Although not as ancient as Lucian, Dartmouth has always been fortunate to have wise and learned collectors and donors. We in the Library take a certain satisfaction in noting that the Library, its collections, and, indeed, its donors, existed even before the founding of the College in 1769. For in 1764, Doctor Andrew Gifford and his colleagues the Reverend John Erskine and William Dickson, all of Edinburgh, donated a number of books to the Reverend Doctor Eleazar Wheelock for the use of the College-to-be. These gifts, along with others from the Society in Scotland for Propagating Christian Knowledge, formed the nucleus of Dartmouth's library. I am pleased to report that many of these volumes remain within the Library's collections and are on view in the Bezaleel Woodward Room, named for our first Librarian, in Baker Library.
At the end of the eighteenth century and the beginning of the nineteenth, there were numerous donations of books and funds to purchase books. The Reverend John Murray of Newburyport, for example, presented a great polyglot Bible in 1783; Moses Fiske, sometime tutor in the College, gave a large collection from his personal library in 1799; Noah Webster provided a subscription to the New York Spectator in that same year. Elisha Ticknor and Caleb Brigham gave [[sterling]]100 each for the acquisition of books in 1805 and Joel Barlow presented a copy of his newly published Columbiad in 1807. But these men, generous as they were, were not collectors as we know them.

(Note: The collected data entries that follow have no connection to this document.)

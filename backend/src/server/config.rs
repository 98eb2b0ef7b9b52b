//! HTTP server configuration object.

use std::net::SocketAddr;

use course_lists::inbound::http::state::HttpState;

/// Everything the HTTP server needs once adapters are wired.
pub struct ServerConfig {
    pub(crate) bind_addr: SocketAddr,
    pub(crate) http_state: HttpState,
}

impl ServerConfig {
    #[must_use]
    pub fn new(bind_addr: SocketAddr, http_state: HttpState) -> Self {
        Self {
            bind_addr,
            http_state,
        }
    }

    /// Return the socket address the server will bind to.
    #[must_use]
    pub fn bind_addr(&self) -> SocketAddr {
        self.bind_addr
    }
}
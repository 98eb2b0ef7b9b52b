//! Diesel table definitions for the course list collections.

diesel::table! {
    bookmarks (id) {
        id -> Bytea,
        user_id -> Text,
        course_ids -> Array<Bytea>,
        created_at -> Nullable<Timestamptz>,
        updated_at -> Nullable<Timestamptz>,
        deleted_at -> Nullable<Timestamptz>,
    }
}

diesel::table! {
    carts (id) {
        id -> Bytea,
        user_id -> Text,
        course_ids -> Array<Bytea>,
        created_at -> Nullable<Timestamptz>,
        updated_at -> Nullable<Timestamptz>,
        deleted_at -> Nullable<Timestamptz>,
    }
}

diesel::allow_tables_to_appear_in_same_query!(bookmarks, carts);
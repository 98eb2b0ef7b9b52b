//! Helper macro for declaring port error enums.
//!
//! Each variant gets a `thiserror` message and a snake_case constructor whose
//! parameters accept anything convertible into the field types, so adapters
//! can write `CourseListRepositoryError::not_found("user 42")`.

macro_rules! define_port_error {
    (@ctor $variant:ident) => {
        ::paste::paste! {
            pub fn [<$variant:snake>]() -> Self {
                Self::$variant
            }
        }
    };

    (@ctor $variant:ident { $($field:ident : $ty:ty),* }) => {
        ::paste::paste! {
            pub fn [<$variant:snake>]($($field: impl Into<$ty>),*) -> Self {
                Self::$variant { $($field: $field.into()),* }
            }
        }
    };

    (
        $(#[$outer:meta])*
        pub enum $name:ident {
            $(
                $(#[$variant_meta:meta])*
                $variant:ident $( { $($field:ident : $ty:ty),* $(,)? } )? => $message:expr
            ),* $(,)?
        }
    ) => {
        $(#[$outer])*
        #[derive(Debug, Clone, PartialEq, Eq, thiserror::Error)]
        pub enum $name {
            $(
                $(#[$variant_meta])*
                #[error($message)]
                $variant $( { $($field : $ty),* } )?,
            )*
        }

        impl $name {
            $(
                define_port_error!(@ctor $variant $( { $($field : $ty),* } )?);
            )*
        }
    };
}

pub(crate) use define_port_error;
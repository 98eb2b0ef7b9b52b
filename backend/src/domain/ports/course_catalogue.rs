//! Port for the external course catalogue.
//!
//! The catalogue owns course metadata. Course lists only store identifiers and
//! ask the catalogue for display data when a single list is read.

use async_trait::async_trait;

use crate::domain::{CourseRef, ObjectId};

use super::define_port_error;

define_port_error! {
    /// Errors raised by catalogue adapters.
    pub enum CourseCatalogueError {
        /// The catalogue could not be reached.
        Transport { message: String } => "course catalogue transport failed: {message}",
        /// The catalogue did not answer in time.
        Timeout { message: String } => "course catalogue timed out: {message}",
        /// The catalogue answered with a failure status.
        Status { status: u16, message: String } => "course catalogue returned status {status}: {message}",
        /// The catalogue answer could not be decoded.
        Decode { message: String } => "course catalogue response invalid: {message}",
    }
}

/// Read access to catalogue course metadata.
#[cfg_attr(test, mockall::automock)]
#[async_trait]
pub trait CourseCatalogue: Send + Sync {
    /// Courses known to the catalogue among `course_ids`.
    ///
    /// Unknown identifiers are simply absent from the answer. Implementations
    /// return an empty list for empty input without contacting the catalogue.
    async fn list(&self, course_ids: &[ObjectId]) -> Result<Vec<CourseRef>, CourseCatalogueError>;
}
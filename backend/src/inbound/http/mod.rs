//! HTTP inbound adapter exposing REST endpoints.

pub mod bookmarks;
pub mod carts;
pub mod course_lists;
pub mod error;
pub mod health;
pub mod state;
#[cfg(test)]
pub mod test_utils;

pub use error::ApiResult;
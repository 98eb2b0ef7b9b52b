//! Shared HTTP adapter state.
//!
//! HTTP handlers accept this state via `actix_web::web::Data` so they only
//! depend on domain ports (use-cases) and remain testable without I/O.

use std::sync::Arc;

use crate::domain::ports::{CourseListCommand, CourseListQuery};

/// Driving ports for one course list flavour.
#[derive(Clone)]
pub struct CourseListPorts {
    pub query: Arc<dyn CourseListQuery>,
    pub command: Arc<dyn CourseListCommand>,
}

impl CourseListPorts {
    /// Use a single service for both the read and the write side.
    ///
    /// # Examples
    /// ```no_run
    /// use std::sync::Arc;
    ///
    /// use course_lists::domain::CourseListService;
    /// use course_lists::domain::ports::{CourseListRepository, CourseCatalogue};
    /// use course_lists::inbound::http::state::CourseListPorts;
    ///
    /// fn ports<R, C>(service: CourseListService<R, C>) -> CourseListPorts
    /// where
    ///     R: CourseListRepository + 'static,
    ///     C: CourseCatalogue + 'static,
    /// {
    ///     CourseListPorts::from_service(Arc::new(service))
    /// }
    /// ```
    pub fn from_service<S>(service: Arc<S>) -> Self
    where
        S: CourseListQuery + CourseListCommand + 'static,
    {
        Self {
            query: service.clone(),
            command: service,
        }
    }
}

/// Dependency bundle for HTTP handlers.
#[derive(Clone)]
pub struct HttpState {
    pub bookmarks: CourseListPorts,
    pub carts: CourseListPorts,
}

impl HttpState {
    pub fn new(bookmarks: CourseListPorts, carts: CourseListPorts) -> Self {
        Self { bookmarks, carts }
    }
}
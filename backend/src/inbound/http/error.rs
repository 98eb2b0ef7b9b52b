//! HTTP mapping for domain errors.
//!
//! Keeps the domain error type transport agnostic while giving every handler
//! the same JSON error envelope and status codes.

use actix_web::error::{JsonPayloadError, PathError, QueryPayloadError};
use actix_web::{HttpRequest, HttpResponse, ResponseError, http::StatusCode, web};
use serde_json::json;
use tracing::{error, warn};

use crate::domain::{Error, ErrorCode, TRACE_ID_HEADER};

/// Convenient result alias for HTTP handlers.
pub type ApiResult<T> = Result<T, Error>;

fn status_for(code: ErrorCode) -> StatusCode {
    match code {
        ErrorCode::InvalidRequest | ErrorCode::InvalidIdentifier => StatusCode::BAD_REQUEST,
        ErrorCode::NotFound => StatusCode::NOT_FOUND,
        ErrorCode::DuplicateKey | ErrorCode::NotModified => StatusCode::CONFLICT,
        ErrorCode::ServiceUnavailable => StatusCode::SERVICE_UNAVAILABLE,
        ErrorCode::InternalError => StatusCode::INTERNAL_SERVER_ERROR,
    }
}

fn redact_if_internal(error: &Error) -> Error {
    if error.code() == ErrorCode::InternalError {
        error.clone().redacted("Internal server error")
    } else {
        error.clone()
    }
}

impl ResponseError for Error {
    fn status_code(&self) -> StatusCode {
        status_for(self.code())
    }

    fn error_response(&self) -> HttpResponse {
        let status = self.status_code();
        if status.is_server_error() {
            error!(code = ?self.code(), message = self.message(), "request failed");
        }
        let mut builder = HttpResponse::build(status);
        if let Some(id) = self.trace_id() {
            builder.insert_header((TRACE_ID_HEADER, id.to_owned()));
        }
        builder.json(redact_if_internal(self))
    }
}

/// Render malformed JSON bodies with the domain error envelope.
pub fn json_error_handler(err: JsonPayloadError, _req: &HttpRequest) -> actix_web::Error {
    warn!(error = %err, "rejected request body");
    Error::invalid_request(format!("invalid request body: {err}"))
        .with_details(json!({ "code": "invalid_body" }))
        .into()
}

/// Render malformed query strings with the domain error envelope.
pub fn query_error_handler(err: QueryPayloadError, _req: &HttpRequest) -> actix_web::Error {
    Error::invalid_request(format!("invalid query string: {err}"))
        .with_details(json!({ "code": "invalid_query" }))
        .into()
}

/// Render malformed path segments with the domain error envelope.
pub fn path_error_handler(err: PathError, _req: &HttpRequest) -> actix_web::Error {
    Error::invalid_request(format!("invalid path: {err}")).into()
}

/// Route extractor failures through the handlers above.
pub fn configure_extractors(cfg: &mut web::ServiceConfig) {
    cfg.app_data(web::JsonConfig::default().error_handler(json_error_handler))
        .app_data(web::QueryConfig::default().error_handler(query_error_handler))
        .app_data(web::PathConfig::default().error_handler(path_error_handler));
}

/// Fallback for unmatched routes.
pub async fn not_found() -> ApiResult<HttpResponse> {
    Err(Error::not_found("Page not found").with_details(json!({ "code": "page_not_found" })))
}
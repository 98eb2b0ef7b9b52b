//! Driving port for reading course lists.

use async_trait::async_trait;

use crate::domain::{CourseList, Error, FieldMask, Page};

/// Read side of a course list flavour, consumed by inbound adapters.
#[cfg_attr(test, mockall::automock)]
#[async_trait]
pub trait CourseListQuery: Send + Sync {
    /// Page through live lists. Course names are not resolved.
    async fn fetch(&self, mask: FieldMask, page: Page) -> Result<Vec<CourseList>, Error>;

    /// Fetch one list by its textual identifier with course names resolved.
    ///
    /// # Errors
    ///
    /// `InvalidIdentifier` for malformed `id`, `NotFound` when absent and
    /// `ServiceUnavailable` when the catalogue cannot be reached.
    async fn fetch_by_id(&self, id: &str, mask: FieldMask) -> Result<CourseList, Error>;

    /// Fetch the list owned by `user_id` with course names resolved.
    async fn fetch_by_user_id(&self, user_id: &str, mask: FieldMask)
    -> Result<CourseList, Error>;
}
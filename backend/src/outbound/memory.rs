//! In-memory `CourseListRepository`.
//!
//! Mirrors the Diesel adapter's semantics (live-row filtering, unique users,
//! set-union adds that report no-ops, hard deletes) behind a single mutex.
//! Integration tests use it to drive the service end to end without a
//! database.

use std::sync::{Arc, Mutex, MutexGuard};

use async_trait::async_trait;
use mockable::Clock;

use crate::domain::ports::{CourseListRepository, CourseListRepositoryError, UpdateOutcome};
use crate::domain::{CourseList, CourseRef, FieldMask, ObjectId, Page, merge_course_ids, remove_course_ids};

/// Insertion-ordered list store.
#[derive(Clone)]
pub struct InMemoryCourseListRepository {
    lists: Arc<Mutex<Vec<CourseList>>>,
    clock: Arc<dyn Clock>,
}

impl InMemoryCourseListRepository {
    pub fn new(clock: Arc<dyn Clock>) -> Self {
        Self {
            lists: Arc::new(Mutex::new(Vec::new())),
            clock,
        }
    }

    /// Number of stored lists, deleted or not.
    pub fn len(&self) -> usize {
        self.lock().len()
    }

    pub fn is_empty(&self) -> bool {
        self.lock().is_empty()
    }

    /// Store `list` as-is, bypassing uniqueness checks.
    pub fn seed(&self, list: CourseList) {
        self.lock().push(list);
    }

    fn lock(&self) -> MutexGuard<'_, Vec<CourseList>> {
        self.lists
            .lock()
            .unwrap_or_else(std::sync::PoisonError::into_inner)
    }

    fn update_live<F>(
        &self,
        user_id: &str,
        apply: F,
    ) -> Result<bool, CourseListRepositoryError>
    where
        F: FnOnce(&mut Vec<ObjectId>) -> bool,
    {
        let mut lists = self.lock();
        let list = lists
            .iter_mut()
            .find(|list| list.is_live() && list.user_id == user_id)
            .ok_or_else(|| CourseListRepositoryError::not_found(format!("user {user_id}")))?;
        let mut ids = list.course_ids();
        if !apply(&mut ids) {
            return Ok(false);
        }
        list.courses = ids.into_iter().map(CourseRef::unnamed).collect();
        list.updated_at = Some(self.clock.utc());
        Ok(true)
    }
}

#[async_trait]
impl CourseListRepository for InMemoryCourseListRepository {
    async fn fetch(
        &self,
        mask: &FieldMask,
        page: Page,
    ) -> Result<Vec<CourseList>, CourseListRepositoryError> {
        let skip = usize::try_from(page.skip()).unwrap_or(usize::MAX);
        let limit = usize::try_from(page.limit()).unwrap_or(usize::MAX);
        Ok(self
            .lock()
            .iter()
            .filter(|list| list.is_live())
            .skip(skip)
            .take(limit)
            .map(|list| list.clone().project(mask))
            .collect())
    }

    async fn fetch_by_id(
        &self,
        id: &ObjectId,
        mask: &FieldMask,
    ) -> Result<CourseList, CourseListRepositoryError> {
        self.lock()
            .iter()
            .find(|list| list.is_live() && list.id == *id)
            .map(|list| list.clone().project(mask))
            .ok_or_else(|| CourseListRepositoryError::not_found(format!("id {id}")))
    }

    async fn fetch_by_user_id(
        &self,
        user_id: &str,
        mask: &FieldMask,
    ) -> Result<CourseList, CourseListRepositoryError> {
        self.lock()
            .iter()
            .find(|list| list.is_live() && list.user_id == user_id)
            .map(|list| list.clone().project(mask))
            .ok_or_else(|| CourseListRepositoryError::not_found(format!("user {user_id}")))
    }

    async fn create(&self, list: &CourseList) -> Result<ObjectId, CourseListRepositoryError> {
        let mut lists = self.lock();
        if lists
            .iter()
            .any(|stored| stored.user_id == list.user_id || stored.id == list.id)
        {
            return Err(CourseListRepositoryError::duplicate_key(format!(
                "user {}",
                list.user_id
            )));
        }
        let mut stored = list.clone();
        stored.courses = list.course_ids().into_iter().map(CourseRef::unnamed).collect();
        lists.push(stored);
        Ok(list.id)
    }

    async fn add_courses(
        &self,
        user_id: &str,
        course_ids: &[ObjectId],
    ) -> Result<(), CourseListRepositoryError> {
        if self.update_live(user_id, |ids| merge_course_ids(ids, course_ids.iter().copied()))? {
            Ok(())
        } else {
            Err(CourseListRepositoryError::not_modified(format!("user {user_id}")))
        }
    }

    async fn revoke_courses(
        &self,
        user_id: &str,
        course_ids: &[ObjectId],
    ) -> Result<UpdateOutcome, CourseListRepositoryError> {
        let changed = self.update_live(user_id, |ids| remove_course_ids(ids, course_ids))?;
        Ok(if changed {
            UpdateOutcome::Modified
        } else {
            UpdateOutcome::Unchanged
        })
    }

    async fn delete(&self, id: &ObjectId) -> Result<(), CourseListRepositoryError> {
        let mut lists = self.lock();
        let before = lists.len();
        lists.retain(|list| list.id != *id);
        if lists.len() == before {
            return Err(CourseListRepositoryError::not_found(format!("id {id}")));
        }
        Ok(())
    }
}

It was Isaiah Thomas--scholar, printer, collector--who merits our consideration as the first great collector/donor to Dartmouth. And it is Thomas who is rightly considered the re-founder of the Library. In 1814, Thomas was awarded an honorary degree by President John Wheelock, soon to become the leader of the University faction in the disastrous years of the Dartmouth College Case. By this time, Thomas was recognized as the greatest living American printer and he remains in that pantheon of scholar-printers whom we remember and admire. The University faction, attempting to wrest control of Dartmouth from the College trustees, seized the Library in 1817. The damage done to the holdings, small that they were, was incalculable. The College approached Thomas in Worcester, Massachusetts, in 1818 for a gift to assist in the struggle and Thomas responded with two small cash gifts, amounting to $30.
Thomas was more than a financial benefactor, however. He was the premier printer and bookseller of the Federal period and was also respected as a collector of books. Apparently, he had planned to bequeath to Dartmouth a collection of books he had printed as well as many he had collected. Hearing of the depredations caused by the seizure of the Library, Thomas decided to act immediately and gave the collection to the College in 1819. Each of the 470 volumes given contained a label printed on his presses bearing the inscription 'Library of Dartmouth College. Presented by Isaiah Thomas Esq. A.D. 1819, in his donation of 470 volumes.' The vast majority of the volumes remain, some on display in the Treasure Room, while others grace the shelves of the office of the Librarian of the College.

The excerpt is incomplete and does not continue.